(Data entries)
= = = = = = =

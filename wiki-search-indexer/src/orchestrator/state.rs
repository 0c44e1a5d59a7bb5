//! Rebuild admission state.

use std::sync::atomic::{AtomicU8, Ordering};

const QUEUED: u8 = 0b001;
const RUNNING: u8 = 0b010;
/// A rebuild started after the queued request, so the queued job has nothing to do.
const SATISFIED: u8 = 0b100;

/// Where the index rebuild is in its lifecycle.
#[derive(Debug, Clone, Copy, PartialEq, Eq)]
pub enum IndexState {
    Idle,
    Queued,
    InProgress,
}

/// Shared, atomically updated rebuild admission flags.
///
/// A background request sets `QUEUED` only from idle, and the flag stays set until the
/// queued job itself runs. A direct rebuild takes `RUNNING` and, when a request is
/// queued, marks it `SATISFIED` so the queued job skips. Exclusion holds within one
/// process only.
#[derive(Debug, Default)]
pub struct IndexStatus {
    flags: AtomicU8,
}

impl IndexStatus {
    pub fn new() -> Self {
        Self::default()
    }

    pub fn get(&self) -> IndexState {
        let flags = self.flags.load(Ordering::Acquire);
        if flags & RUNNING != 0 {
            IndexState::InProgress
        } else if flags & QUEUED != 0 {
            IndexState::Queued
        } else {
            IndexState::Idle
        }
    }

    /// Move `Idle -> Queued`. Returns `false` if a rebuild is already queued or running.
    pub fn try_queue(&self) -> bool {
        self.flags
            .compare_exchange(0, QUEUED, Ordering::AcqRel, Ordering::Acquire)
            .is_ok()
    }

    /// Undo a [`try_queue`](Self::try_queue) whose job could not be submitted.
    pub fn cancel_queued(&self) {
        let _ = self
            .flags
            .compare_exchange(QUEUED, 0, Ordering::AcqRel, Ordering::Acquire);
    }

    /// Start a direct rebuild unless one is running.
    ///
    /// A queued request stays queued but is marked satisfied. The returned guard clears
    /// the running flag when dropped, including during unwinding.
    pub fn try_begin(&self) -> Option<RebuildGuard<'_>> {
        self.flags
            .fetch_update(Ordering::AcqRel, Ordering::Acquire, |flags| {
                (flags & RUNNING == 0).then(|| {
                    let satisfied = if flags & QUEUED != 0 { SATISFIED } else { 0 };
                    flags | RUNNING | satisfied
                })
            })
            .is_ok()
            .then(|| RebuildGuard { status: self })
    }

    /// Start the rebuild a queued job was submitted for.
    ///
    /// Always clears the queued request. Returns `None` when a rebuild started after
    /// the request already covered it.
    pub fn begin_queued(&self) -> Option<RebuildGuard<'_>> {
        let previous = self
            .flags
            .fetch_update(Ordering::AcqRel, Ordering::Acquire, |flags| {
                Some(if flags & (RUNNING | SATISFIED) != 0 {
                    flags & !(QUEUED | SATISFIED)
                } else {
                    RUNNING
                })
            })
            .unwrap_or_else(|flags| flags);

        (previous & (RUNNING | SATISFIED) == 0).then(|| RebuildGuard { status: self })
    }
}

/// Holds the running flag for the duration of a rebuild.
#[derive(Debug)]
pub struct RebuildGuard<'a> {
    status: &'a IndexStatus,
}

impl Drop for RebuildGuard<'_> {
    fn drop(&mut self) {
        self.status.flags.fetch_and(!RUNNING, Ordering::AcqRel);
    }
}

= = = = = = =

* _Exercise details_:
All the records above need to be transcribed exactly and in full.

* _Exercise output_:
filename wiki-search-indexer/src/orchestrator/state.rs
repository 0c44e1a5d59a7bb5
//! Rebuild admission state.

use std::sync::atomic::{AtomicU8, Ordering};

const QUEUED: u8 = 0b001;
const RUNNING: u8 = 0b010;
/// A rebuild started after the queued request, so the queued job has nothing to do.
const SATISFIED: u8 = 0b100;

/// Where the index rebuild is in its lifecycle.
#[derive(Debug, Clone, Copy, PartialEq, Eq)]
pub enum IndexState {
    Idle,
    Queued,
    InProgress,
}

/// Shared, atomically updated rebuild admission flags.
///
/// A background request sets `QUEUED` only from idle, and the flag stays set until the
/// queued job itself runs. A direct rebuild takes `RUNNING` and, when a request is
/// queued, marks it `SATISFIED` so the queued job skips. Exclusion holds within one
/// process only.
#[derive(Debug, Default)]
pub struct IndexStatus {
    flags: AtomicU8,
}

impl IndexStatus {
    pub fn new() -> Self {
        Self::default()
    }

    pub fn get(&self) -> IndexState {
        let flags = self.flags.load(Ordering::Acquire);
        if flags & RUNNING != 0 {
            IndexState::InProgress
        } else if flags & QUEUED != 0 {
            IndexState::Queued
        } else {
            IndexState::Idle
        }
    }

    /// Move `Idle -> Queued`. Returns `false` if a rebuild is already queued or running.
    pub fn try_queue(&self) -> bool {
        self.flags
            .compare_exchange(0, QUEUED, Ordering::AcqRel, Ordering::Acquire)
            .is_ok()
    }

    /// Undo a [`try_queue`](Self::try_queue) whose job could not be submitted.
    pub fn cancel_queued(&self) {
        let _ = self
            .flags
            .compare_exchange(QUEUED, 0, Ordering::AcqRel, Ordering::Acquire);
    }

    /// Start a direct rebuild unless one is running.
    ///
    /// A queued request stays queued but is marked satisfied. The returned guard clears
    /// the running flag when dropped, including during unwinding.
    pub fn try_begin(&self) -> Option<RebuildGuard<'_>> {
        self.flags
            .fetch_update(Ordering::AcqRel, Ordering::Acquire, |flags| {
                (flags & RUNNING == 0).then(|| {
                    let satisfied = if flags & QUEUED != 0 { SATISFIED } else { 0 };
                    flags | RUNNING | satisfied
                })
            })
            .is_ok()
            .then(|| RebuildGuard { status: self })
    }

    /// Start the rebuild a queued job was submitted for.
    ///
    /// Always clears the queued request. Returns `None` when a rebuild started after
    /// the request already covered it.
    pub fn begin_queued(&self) -> Option<RebuildGuard<'_>> {
        let previous = self
            .flags
            .fetch_update(Ordering::AcqRel, Ordering::Acquire, |flags| {
                Some(if flags & (RUNNING | SATISFIED) != 0 {
                    flags & !(QUEUED | SATISFIED)
                } else {
                    RUNNING
                })
            })
            .unwrap_or_else(|flags| flags);

        (previous & (RUNNING | SATISFIED) == 0).then(|| RebuildGuard { status: self })
    }
}

/// Holds the running flag for the duration of a rebuild.
#[derive(Debug)]
pub struct RebuildGuard<'a> {
    status: &'a IndexStatus,
}

impl Drop for RebuildGuard<'_> {
    fn drop(&mut self) {
        self.status.flags.fetch_and(!RUNNING, Ordering::AcqRel);
    }
}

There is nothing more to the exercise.